Despite the pause, the BoK continues to keep its hawkish bias. In a unanimous decision, the bank didn’t provide any indication that it would consider easing anytime soon. Instead, it emphasized that a restrictive stance is warranted for a considerable time and left open the possibility of further interest rate hikes.

However, the BoK believes that the 300 basis points of hikes in its current cycle will be sufficient to slow inflation going forward as the economy weakens, without needing to hike further. TD Securities maintains its expectation of a greater than consensus easing of 75 basis points in Q4 of this year, with markets only pricing in a small probability of cuts.

The outcome of the BoK’s decision will likely do little to help the Korean Won in the short term. Still, economists continue to believe that its weakness will be short-lived as US yields fall back. Strong resistance for the USD/KRW currency pair is anticipated around its 200-DMA at 1,323.73.

The decision by the Bank of Korea comes at a time when many central banks worldwide are grappling with the prospect of rising inflation and the need to support economic recovery. Central banks in both developed and developing countries have shifted towards tighter monetary policies in recent months, with several announcing rate hikes to fight mounting price pressures.

So far, the Bank of Korea has been successful in managing inflationary pressures, with the headline inflation rate hovering just below the bank’s target of 2% for most of the year.
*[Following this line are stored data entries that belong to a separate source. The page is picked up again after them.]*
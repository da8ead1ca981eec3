use std::collections::BTreeMap;

use artiflow_core::api::{validate_session_id, AppConfig, CliError, RunOutcome};
use artiflow_plugins::factory::{build_context, build_orchestrator};
use artiflow_plugins::{ArtifactBundle, PipelineDefinition};

use crate::commands::cli::{OutputFormat, RunArgs};

/// Input key always bound to the running session id.
pub const SESSION_INPUT: &str = "session";

/// Parse repeated `KEY=VALUE` arguments; later keys win.
pub fn parse_inputs(raw: &[String]) -> Result<BTreeMap<String, String>, CliError> {
    let mut inputs = BTreeMap::new();
    for pair in raw {
        let Some((key, value)) = pair.split_once('=') else {
            return Err(CliError::Config(format!(
                "invalid --input '{pair}', expected KEY=VALUE"
            )));
        };
        let key = key.trim();
        if key.is_empty() {
            return Err(CliError::Config(format!("invalid --input '{pair}', empty key")));
        }
        inputs.insert(key.to_string(), value.to_string());
    }
    Ok(inputs)
}

/// Seed the bundle handed to the first stage.
pub fn initial_bundle(session_id: &str, mut inputs: BTreeMap<String, String>) -> ArtifactBundle {
    inputs
        .entry(SESSION_INPUT.to_string())
        .or_insert_with(|| session_id.to_string());
    ArtifactBundle::new(inputs)
}

pub fn load_definition(path: &std::path::Path) -> Result<PipelineDefinition, CliError> {
    PipelineDefinition::from_path(path).map_err(|e| CliError::Config(format!("{e:#}")))
}

fn wants_progress_bars(args: &RunArgs, cfg: &AppConfig) -> bool {
    !args.no_progress
        && cfg.output.progress_bar
        && cfg.output.format == OutputFormat::Text.as_str()
        && atty::is(atty::Stream::Stderr)
}

/// `artiflow run` / `artiflow retry`. Returns 0 when the session completed and
/// 1 when it failed.
#[tracing::instrument(name = "cli.run", skip(args, cfg), fields(pipeline = %args.pipeline.display()))]
pub async fn run_cmd(args: RunArgs, mut cfg: AppConfig, reset: bool) -> Result<i32, CliError> {
    let definition = load_definition(&args.pipeline)?;
    let inputs = parse_inputs(&args.input)?;

    if let Some(format) = args.format {
        cfg.output.format = format.as_str().to_string();
    }
    if args.ascii {
        cfg.output.ascii_only = true;
    }

    let session_id = args
        .session
        .clone()
        .unwrap_or_else(|| uuid::Uuid::new_v4().to_string());
    validate_session_id(&session_id)?;

    let progress = wants_progress_bars(&args, &cfg);
    let ctx = build_context(cfg, progress).map_err(|e| CliError::Command(format!("{e:#}")))?;
    let orchestrator =
        build_orchestrator(&ctx, &definition).map_err(|e| CliError::Config(format!("{e:#}")))?;

    tracing::info!(
        session_id = %session_id,
        pipeline = %definition.name,
        reset,
        "starting run"
    );
    let bundle = initial_bundle(&session_id, inputs);
    let outcome = orchestrator.run(&session_id, bundle, reset).await?;

    match outcome {
        RunOutcome::Completed { context } => {
            tracing::debug!(
                session_id = %session_id,
                artifacts = context.artifacts.len(),
                "run completed"
            );
            Ok(0)
        }
        RunOutcome::Failed { step, error, .. } => {
            tracing::debug!(session_id = %session_id, step = ?step, error = %error, "run failed");
            Ok(1)
        }
    }
}
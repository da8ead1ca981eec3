//! One JSON document per session, written atomically.

use std::fs;
use std::path::{Path, PathBuf};

use super::session::{validate_session_id, Session};
use crate::error::ProgressError;

const SNAPSHOT_EXT: &str = "json";
const TMP_SUFFIX: &str = ".json.tmp";

#[derive(Debug, Clone)]
pub struct SnapshotStore {
    dir: PathBuf,
}

impl SnapshotStore {
    /// Open (and create if missing) the snapshot directory.
    pub fn open<P: Into<PathBuf>>(dir: P) -> Result<Self, ProgressError> {
        let dir = dir.into();
        if !dir.exists() {
            fs::create_dir_all(&dir).map_err(|e| {
                ProgressError::Storage(format!(
                    "failed to create snapshot directory {}: {e}",
                    dir.display()
                ))
            })?;
        }
        Ok(Self { dir })
    }

    pub fn dir(&self) -> &Path {
        &self.dir
    }

    pub fn path_for(&self, session_id: &str) -> PathBuf {
        self.dir.join(format!("{session_id}.{SNAPSHOT_EXT}"))
    }

    /// Write `<id>.json.tmp` then rename over `<id>.json`, so readers never
    /// observe a half-written document.
    pub fn save(&self, session: &Session) -> Result<(), ProgressError> {
        validate_session_id(&session.session_id)?;
        let json = serde_json::to_vec_pretty(session)?;

        let tmp = self.dir.join(format!("{}{TMP_SUFFIX}", session.session_id));
        fs::write(&tmp, json)?;
        fs::rename(&tmp, self.path_for(&session.session_id))?;
        Ok(())
    }

    pub fn load(&self, session_id: &str) -> Result<Option<Session>, ProgressError> {
        validate_session_id(session_id)?;
        let path = self.path_for(session_id);
        if !path.exists() {
            return Ok(None);
        }
        let bytes = fs::read(&path)?;
        Ok(Some(serde_json::from_slice(&bytes)?))
    }

    /// Load every readable snapshot. Leftover temp files are ignored and
    /// corrupt documents are skipped with a warning.
    pub fn load_all(&self) -> Result<Vec<Session>, ProgressError> {
        let mut sessions = Vec::new();
        for entry in fs::read_dir(&self.dir)? {
            let path = entry?.path();
            let Some(file_name) = path.file_name().and_then(|n| n.to_str()) else {
                continue;
            };
            if file_name.ends_with(TMP_SUFFIX)
                || path.extension().and_then(|e| e.to_str()) != Some(SNAPSHOT_EXT)
            {
                continue;
            }

            let parsed = fs::read(&path)
                .map_err(ProgressError::from)
                .and_then(|bytes| serde_json::from_slice::<Session>(&bytes).map_err(ProgressError::from));
            match parsed {
                Ok(session) => sessions.push(session),
                Err(e) => {
                    tracing::warn!(path = %path.display(), error = %e, "skipping unreadable session snapshot");
                }
            }
        }
        sessions.sort_by(|a, b| a.created_at.cmp(&b.created_at));
        Ok(sessions)
    }
}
Nonetheless, several external factors may force the central bank to reconsider its policy stance further down the line.

One of these factors is the ongoing global energy crisis, which has sent energy prices soaring and put significant upward pressure on inflation. In addition, the potential fallout from China’s ongoing real estate sector woes could spill over into the Korean economy, potentially damping growth and forcing the BoK to recalibrate its policy approach.

Moreover, the continued spread of the highly contagious COVID-19 Delta variant threatens to derail the economic recovery in many parts of the world, including South Korea. Should the situation worsen, the BoK may need to step in with more accommodative monetary measures to support the domestic economy.

In the meantime, the South Korean Won is expected to remain under pressure, with the potential for short-term weakness due to external factors. However, as TD Securities analysts suggest, this weakness should be temporary, as the currency should see some support from the BoK’s hawkish bias and the resumption of a more favorable trend in US yields.

Overall, the Bank of Korea’s decision to maintain its policy rate at 3.50% reflects the delicate balance that central banks worldwide must strike between managing inflation risks and supporting economic recovery. While the BoK remains focused on its restrictive stance for now, the external factors mentioned above could force a reassessment of its policy approach in the coming months.

In the meantime, investors will likely keep a close eye on the USD/KRW currency pair to gauge the Won’s resilience amid these global headwinds. The strength of this currency pair will be an important indicator of market sentiment and confidence in the Bank of Korea’s ability to navigate the challenging economic environment.